### Task description
Return, word for word, the lines of the listing below from the one with "let parent_mount = parent_path(&path).and_then(|parent|" through the one with "let inode = self.alloc_inode();", and no other lines.

### Data listing
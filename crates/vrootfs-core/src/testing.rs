//! In-memory collaborators for exercising the core without a kernel.
//!
//! [`MockVfs`] models a path-addressed tree of vnodes spread over mounts,
//! with per-vnode reference counts, generation stamps that change on
//! recycling, extended attributes and injectable primitive failures.

use crate::config::DEFAULT_ROOT_XATTR_NAME;
use crate::types::{Fsid, FsidInode, MountId, RootHandle, Vid, VnodeId};
use crate::vfs::{Allocator, EventAborter, Provider, Vfs, ENOATTR};
use crate::xattr::RootMarker;
use parking_lot::Mutex;
use std::collections::HashMap;
use std::io;
use std::num::NonZeroU64;
use std::sync::atomic::{AtomicBool, AtomicUsize, Ordering};

#[derive(Debug, Clone)]
struct MockNode {
    path: String,
    mount: MountId,
    is_dir: bool,
    inode: u64,
    vid: Vid,
    xattrs: HashMap<String, Vec<u8>>,
    refs: i64,
    getpath_errno: Option<i32>,
    getattr_errno: Option<i32>,
    xattr_errno: Option<i32>,
}

#[derive(Debug, Clone)]
struct MockMount {
    fsid: Fsid,
    fs_type: String,
    mounted_on: String,
    ttl: Option<i32>,
    ttl_sets: usize,
    ttl_clears: usize,
}

#[derive(Debug, Default)]
struct MockState {
    nodes: HashMap<VnodeId, MockNode>,
    by_path: HashMap<String, VnodeId>,
    aliases: HashMap<String, VnodeId>,
    mounts: HashMap<MountId, MockMount>,
    lookup_errnos: HashMap<String, i32>,
    xattr_reads: HashMap<VnodeId, usize>,
    next_vnode: u64,
    next_inode: u64,
    next_mount: u64,
}

fn normalize(path: &str) -> String {
    let parts: Vec<&str> = path.split('/').filter(|p| !p.is_empty()).collect();
    format!("/{}", parts.join("/"))
}

fn parent_path(path: &str) -> Option<String> {
    if path == "/" {
        return None;
    }
    match path.rsplit_once('/') {
        Some(("", _)) => Some(String::from("/")),
        Some((head, _)) => Some(head.to_string()),
        None => None,
    }
}

fn errno(code: i32) -> io::Error {
    io::Error::from_raw_os_error(code)
}

impl MockState {
    fn alloc_vnode(&mut self) -> VnodeId {
        self.next_vnode += 1;
        // Identities are spread out so they do not look like small indices.
        VnodeId::from(NonZeroU64::MIN.saturating_add(0x1000 + self.next_vnode * 0x40))
    }

    fn alloc_inode(&mut self) -> u64 {
        self.next_inode += 1;
        self.next_inode + 1
    }

    fn add_mount(&mut self, fs_type: &str, mounted_on: &str) -> MountId {
        self.next_mount += 1;
        let id = MountId::new(self.next_mount);
        let fsid_raw = 0x0100_0000 + self.next_mount as i32;
        self.mounts.insert(
            id,
            MockMount {
                fsid: Fsid([fsid_raw, 0x1a]),
                fs_type: fs_type.to_string(),
                mounted_on: mounted_on.to_string(),
                ttl: None,
                ttl_sets: 0,
                ttl_clears: 0,
            },
        );
        id
    }

    fn mount_for_new_path(&self, path: &str, parent_mount: Option<MountId>) -> MountId {
        self.mounts
            .iter()
            .find(|(_, m)| m.mounted_on == path)
            .map(|(id, _)| *id)
            .or(parent_mount)
            .unwrap_or_else(|| MountId::new(1))
    }

    fn create(&mut self, path: &str, is_dir: bool) -> VnodeId {
        let path = normalize(path);
        if let Some(existing) = self.by_path.get(&path) {
            return *existing;
        }
        let parent_mount = parent_path(&path).and_then(|parent| {
            let parent = self.create(&parent, true);
            self.node(parent).map(|n| n.mount)
        });
        let mount = self.mount_for_new_path(&path, parent_mount);
        let vnode = self.alloc_vnode();
        let inode = self.alloc_inode();
        self.nodes.insert(
            vnode,
            MockNode {
                path: path.clone(),
                mount,
                is_dir,
                inode,
                vid: 1,
                xattrs: HashMap::new(),
                refs: 0,
                getpath_errno: None,
                getattr_errno: None,
                xattr_errno: None,
            },
        );
        self.by_path.insert(path, vnode);
        vnode
    }

    fn node(&self, vnode: VnodeId) -> Option<&MockNode> {
        self.nodes.get(&vnode)
    }

    fn node_mut(&mut self, vnode: VnodeId) -> Option<&mut MockNode> {
        self.nodes.get_mut(&vnode)
    }
}

/// In-memory filesystem primitive layer.
///
/// Starts with a single `apfs` mount holding `/`. Missing ancestors are
/// created as directories on demand.
pub struct MockVfs {
    state: Mutex<MockState>,
    root_mount: MountId,
}

impl MockVfs {
    /// Auth-cache TTL reported by mounts that have no override set.
    pub const DEFAULT_AUTH_CACHE_TTL: i32 = 2;

    pub fn new() -> Self {
        let mut state = MockState::default();
        let root_mount = state.add_mount("apfs", "/");
        state.create("/", true);
        Self {
            state: Mutex::new(state),
            root_mount,
        }
    }

    pub fn root_mount(&self) -> MountId {
        self.root_mount
    }

    /// Mounts a new volume of `fs_type` at `mounted_on`.
    pub fn add_mount(&self, fs_type: &str, mounted_on: &str) -> MountId {
        let mounted_on = normalize(mounted_on);
        let mut state = self.state.lock();
        let mount = state.add_mount(fs_type, &mounted_on);
        let vnode = state.create(&mounted_on, true);
        if let Some(node) = state.node_mut(vnode) {
            node.mount = mount;
        }
        mount
    }

    pub fn create_dir(&self, path: &str) -> VnodeId {
        self.state.lock().create(path, true)
    }

    pub fn create_file(&self, path: &str) -> VnodeId {
        self.state.lock().create(path, false)
    }

    /// Makes `alias` resolve to `target` through `lookup`, like a symlink.
    pub fn add_alias(&self, alias: &str, target: VnodeId) {
        self.state.lock().aliases.insert(normalize(alias), target);
    }

    pub fn vnode_at(&self, path: &str) -> Option<VnodeId> {
        self.state.lock().by_path.get(&normalize(path)).copied()
    }

    pub fn set_xattr(&self, vnode: VnodeId, name: &str, value: &[u8]) {
        if let Some(node) = self.state.lock().node_mut(vnode) {
            node.xattrs.insert(name.to_string(), value.to_vec());
        }
    }

    /// Writes a valid root marker under the default attribute name.
    pub fn mark_as_root(&self, vnode: VnodeId) {
        self.set_xattr(vnode, DEFAULT_ROOT_XATTR_NAME, &RootMarker::current().encode());
    }

    /// Reuses the identity of `vnode` for a different, new object at
    /// `new_path`. The generation stamp changes; attributes are dropped.
    pub fn recycle(&self, vnode: VnodeId, new_path: &str, is_dir: bool) {
        let new_path = normalize(new_path);
        let mut state = self.state.lock();
        let Some(old_path) = state.node(vnode).map(|n| n.path.clone()) else {
            return;
        };
        state.by_path.remove(&old_path);
        let parent_mount = parent_path(&new_path).and_then(|parent| {
            let parent = state.create(&parent, true);
            state.node(parent).map(|n| n.mount)
        });
        let mount = state.mount_for_new_path(&new_path, parent_mount);
        let inode = state.alloc_inode();
        if let Some(node) = state.node_mut(vnode) {
            node.path = new_path.clone();
            node.mount = mount;
            node.is_dir = is_dir;
            node.inode = inode;
            node.vid += 1;
            node.xattrs.clear();
        }
        state.by_path.insert(new_path, vnode);
    }

    /// Gives the object at `path` a fresh vnode identity, as after the old
    /// vnode was reclaimed and the object read back from disk. The old
    /// identity is recycled for an unrelated, detached object.
    pub fn reload(&self, path: &str) -> Option<VnodeId> {
        let path = normalize(path);
        let mut state = self.state.lock();
        let old = *state.by_path.get(&path)?;
        let mut fresh = state.node(old)?.clone();
        fresh.vid = 1;
        fresh.refs = 0;
        let new_id = state.alloc_vnode();
        state.nodes.insert(new_id, fresh);
        state.by_path.insert(path, new_id);

        let detached_inode = state.alloc_inode();
        if let Some(node) = state.node_mut(old) {
            node.path = format!("/.reclaimed/{}", old.as_u64());
            node.inode = detached_inode;
            node.vid += 1;
            node.xattrs.clear();
        }
        Some(new_id)
    }

    pub fn set_mount_ttl(&self, mount: MountId, ttl: i32) {
        if let Some(m) = self.state.lock().mounts.get_mut(&mount) {
            m.ttl = Some(ttl);
        }
    }

    /// TTL override in effect, or `None` when the mount uses the default.
    pub fn mount_ttl_override(&self, mount: MountId) -> Option<i32> {
        self.state.lock().mounts.get(&mount).and_then(|m| m.ttl)
    }

    pub fn ttl_set_count(&self, mount: MountId) -> usize {
        self.state.lock().mounts.get(&mount).map_or(0, |m| m.ttl_sets)
    }

    pub fn ttl_clear_count(&self, mount: MountId) -> usize {
        self.state.lock().mounts.get(&mount).map_or(0, |m| m.ttl_clears)
    }

    pub fn fail_getpath(&self, vnode: VnodeId, code: i32) {
        if let Some(node) = self.state.lock().node_mut(vnode) {
            node.getpath_errno = Some(code);
        }
    }

    pub fn fail_getattr(&self, vnode: VnodeId, code: i32) {
        if let Some(node) = self.state.lock().node_mut(vnode) {
            node.getattr_errno = Some(code);
        }
    }

    pub fn fail_xattr(&self, vnode: VnodeId, code: i32) {
        if let Some(node) = self.state.lock().node_mut(vnode) {
            node.xattr_errno = Some(code);
        }
    }

    pub fn fail_lookup(&self, path: &str, code: i32) {
        self.state.lock().lookup_errnos.insert(normalize(path), code);
    }

    /// Number of extended-attribute reads issued against `vnode`.
    pub fn xattr_reads(&self, vnode: VnodeId) -> usize {
        self.state.lock().xattr_reads.get(&vnode).copied().unwrap_or(0)
    }

    pub fn total_xattr_reads(&self) -> usize {
        self.state.lock().xattr_reads.values().sum()
    }

    /// Outstanding references handed out by `lookup`/`parent`/`retain`.
    pub fn refs(&self, vnode: VnodeId) -> i64 {
        self.state.lock().node(vnode).map_or(0, |n| n.refs)
    }

    pub fn total_refs(&self) -> i64 {
        self.state.lock().nodes.values().map(|n| n.refs).sum()
    }
}

impl Default for MockVfs {
    fn default() -> Self {
        Self::new()
    }
}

### Solution
        let parent_mount = parent_path(&path).and_then(|parent| {
            let parent = self.create(&parent, true);
            self.node(parent).map(|n| n.mount)
        });
        let mount = self.mount_for_new_path(&path, parent_mount);
        let vnode = self.alloc_vnode();
        let inode = self.alloc_inode();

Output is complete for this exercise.